The Relationship between Cigarette Smoking and Mood Symptoms in a Physical Activity Trial

Doga Cetinkaya, BS Candidate

Massachusetts General Hospital – Clinical Research Intern
CETINKAYA_DOGA poster

Scientific Abstract

Background: Cigarette smoking is prevalent among individuals with bipolar disorder (BD) compared to those without BD. Moreover, cigarette smoking has negative health consequences, including poor cardiovascular health. To our knowledge, there are few studies that have evaluated the relationship between mood symptoms and cigarette smoking among individuals with lifetime mood episodes and cardiovascular risk. Therefore, we examined baseline characteristics of past-year cigarette smokers with lifetime mood episodes and cardiovascular risk who were enrolled in a physical activity trial.
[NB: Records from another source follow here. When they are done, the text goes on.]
// Copyright (C) 2025 SyncMyOrders Sp. z o.o.
// SPDX-License-Identifier: AGPL-3.0-or-later
//! The dispatch loop: accept, parse, process, finalize, repeat.
//!
//! Each loop owns one OS thread with a single-threaded Tokio runtime, so a
//! request is processed on the same thread from parse to finalize. Several
//! loops may share a listening socket; the kernel's accept queue decides
//! which one gets the next client.

use std::io;
use std::sync::Arc;
use std::thread::JoinHandle;

use tokio::io::AsyncWriteExt;
use tracing::{debug, error, info, warn};

use crate::config::{DispatchConfig, Protocol};
use crate::connection::{Connection, Listener};
use crate::error::DispatchError;
use crate::handler::{LifecycleHooks, NoHooks, RequestHandler};
use crate::interruption::{InterruptHandle, Interruption, LoopStatus};
use crate::parser::{RequestParser, parser_for};
use crate::request::{OOBW, PING, Request};

/// Everything a loop needs to serve one request.
struct Dispatcher {
    config: DispatchConfig,
    parser: Arc<dyn RequestParser>,
    handler: Arc<dyn RequestHandler>,
    hooks: Arc<dyn LifecycleHooks>,
}

/// A request-serving loop over one listening socket.
pub struct DispatchLoop {
    listener: Listener,
    dispatcher: Dispatcher,
    interruption: Interruption,
}

impl DispatchLoop {
    pub fn new(
        listener: Listener,
        config: DispatchConfig,
        handler: Arc<dyn RequestHandler>,
    ) -> Self {
        let parser = parser_for(&config);
        Self {
            listener,
            dispatcher: Dispatcher {
                config,
                parser,
                handler,
                hooks: Arc::new(NoHooks),
            },
            interruption: Interruption::new(),
        }
    }

    pub fn with_hooks(mut self, hooks: Arc<dyn LifecycleHooks>) -> Self {
        self.dispatcher.hooks = hooks;
        self
    }

    pub fn config(&self) -> &DispatchConfig {
        &self.dispatcher.config
    }

    pub fn interrupt_handle(&self) -> InterruptHandle {
        self.interruption.handle()
    }

    /// Run the loop on a dedicated thread.
    pub fn spawn(self) -> Result<DispatchThread, DispatchError> {
        let handle = self.interruption.handle();
        let name = format!("berth-dispatch-{}", self.dispatcher.config.socket_name);
        let thread = std::thread::Builder::new()
            .name(name)
            .spawn(move || {
                let runtime = tokio::runtime::Builder::new_current_thread()
                    .enable_all()
                    .build()
                    .map_err(DispatchError::Runtime)?;
                runtime.block_on(self.run())
            })
            .map_err(DispatchError::Runtime)?;
        Ok(DispatchThread { thread, handle })
    }

    /// Serve until interrupted or a fatal error occurs.
    ///
    /// Must run inside a Tokio runtime. Returns `Ok(())` when interrupted.
    pub async fn run(self) -> Result<(), DispatchError> {
        let DispatchLoop {
            listener,
            dispatcher,
            mut interruption,
        } = self;
        let listener = listener.into_async().map_err(DispatchError::Accept)?;
        let socket = dispatcher.config.socket_name.clone();

        dispatcher.hooks.on_thread_start();
        info!(
            socket = %socket,
            protocol = dispatcher.config.protocol.as_str(),
            "Dispatch loop started"
        );

        let mut kept: Option<Connection> = None;
        loop {
            if interruption.should_stop() {
                break;
            }

            let connection = match kept.take() {
                Some(connection) => match interruption.interruptable(wait_for_next(connection)).await {
                    None => break,
                    Some(Ok(connection)) => connection,
                    Some(Err(e)) => {
                        debug!(socket = %socket, error = %e, "Kept-alive connection failed");
                        continue;
                    }
                },
                None => match interruption.interruptable(listener.accept()).await {
                    None => break,
                    Some(Ok(connection)) => connection,
                    Some(Err(e)) if e.kind() == io::ErrorKind::ConnectionAborted => continue,
                    Some(Err(e)) => {
                        error!(socket = %socket, error = %e, "Listening socket failed");
                        return Err(DispatchError::Accept(e));
                    }
                },
            };

            interruption.push(false);
            interruption.begin_iteration();
            let result = dispatcher.handle_connection(connection).await;
            interruption.pop();

            match result {
                Ok(next) => kept = next,
                Err(e) if e.is_disconnect() => {
                    debug!(socket = %socket, error = %e, "Client disconnected");
                }
                Err(e @ DispatchError::Connection(_)) => {
                    warn!(socket = %socket, error = %e, "Client socket error");
                }
                Err(e) if !dispatcher.config.abort_on_application_error => {
                    error!(socket = %socket, error = %e, "Request failed");
                }
                Err(e) => {
                    error!(socket = %socket, error = %e, "Request failed, stopping dispatch loop");
                    return Err(e);
                }
            }
        }

        info!(socket = %socket, "Dispatch loop interrupted");
        Ok(())
    }
}

async fn wait_for_next(connection: Connection) -> io::Result<Connection> {
    connection.readable().await?;
    Ok(connection)
}

impl Dispatcher {
    /// Serve one request. Returns the connection when it should be kept
    /// alive for the next one.
    async fn handle_connection(
        &self,
        mut connection: Connection,
    ) -> Result<Option<Connection>, DispatchError> {
        let headers = match self.parser.parse(&mut connection).await {
            Ok(Some(headers)) => headers,
            Ok(None) => {
                debug!("No request parsed, closing connection");
                connection.close().await;
                return Ok(None);
            }
            Err(e) => {
                connection.close().await;
                return Err(e);
            }
        };

        let mut request = Request::new(
            headers,
            connection,
            self.config.keepalive_enabled,
            self.config.protocol == Protocol::Http,
        );
        self.hooks.on_prepare_request(request.headers());

        let result = self.process(&mut request).await;
        self.hooks
            .on_finalize_request(request.headers(), result.is_err());

        let hijacked = request.is_hijacked();
        let (connection, keepalive) = request.finish();
        let result = match &connection {
            Some(connection) => result.map_err(|e| e.attribute_to(connection)),
            None => result,
        };
        match connection {
            Some(connection) if result.is_ok() && keepalive => Ok(Some(connection)),
            Some(connection) => {
                connection.close().await;
                result.map(|_| None)
            }
            None => {
                if hijacked {
                    debug!("Connection hijacked by request processor");
                }
                result.map(|_| None)
            }
        }
    }

    async fn process(&self, request: &mut Request) -> Result<(), DispatchError> {
        match request.method() {
            Some(PING) => reply(request, b"pong").await,
            Some(OOBW) => {
                self.hooks.on_out_of_band_work();
                reply(request, b"oobw done").await
            }
            _ => self.handler.process_request(request).await,
        }
    }
}

async fn reply(request: &mut Request, body: &[u8]) -> Result<(), DispatchError> {
    if let Some(connection) = request.connection() {
        connection
            .write_all(body)
            .await
            .map_err(DispatchError::Connection)?;
        connection.flush().await.map_err(DispatchError::Connection)?;
    }
    Ok(())
}

/// A dispatch loop running on its own thread.
#[derive(Debug)]
pub struct DispatchThread {
    thread: JoinHandle<Result<(), DispatchError>>,
    handle: InterruptHandle,
}

impl DispatchThread {
    /// Ask the loop to stop at its next safe point.
    pub fn interrupt(&self) {
        self.handle.interrupt();
    }

    pub fn interrupt_handle(&self) -> InterruptHandle {
        self.handle.clone()
    }

    pub fn status(&self) -> LoopStatus {
        self.handle.status()
    }

    pub fn is_finished(&self) -> bool {
        self.thread.is_finished()
    }

    /// Wait for the loop to end and return how it ended.
    pub fn join(self) -> Result<(), DispatchError> {
        self.thread.join().map_err(|_| DispatchError::Panicked)?
    }
}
Methods: Participants were recruited from two online PCORI-funded communities: Mood- Network and Health-eHeart Alliance. Eligible participants had a lifetime history of depression and were at risk for cardiovascular disease (defined as < 150 minutes of physical activity per week). Participants completed self-report questionnaires assessing lifetime psychiatric symptoms, depressive symptoms, and hypomanic symptoms. Participants were considered to be past-year cigarette smokers if they self-reported “yes” to: In the past year, have you ever smoked cigarettes regularly?” We conducted t-tests to compare mean depressive and (hypo)manic symptoms between past-year smokers and non-smokers.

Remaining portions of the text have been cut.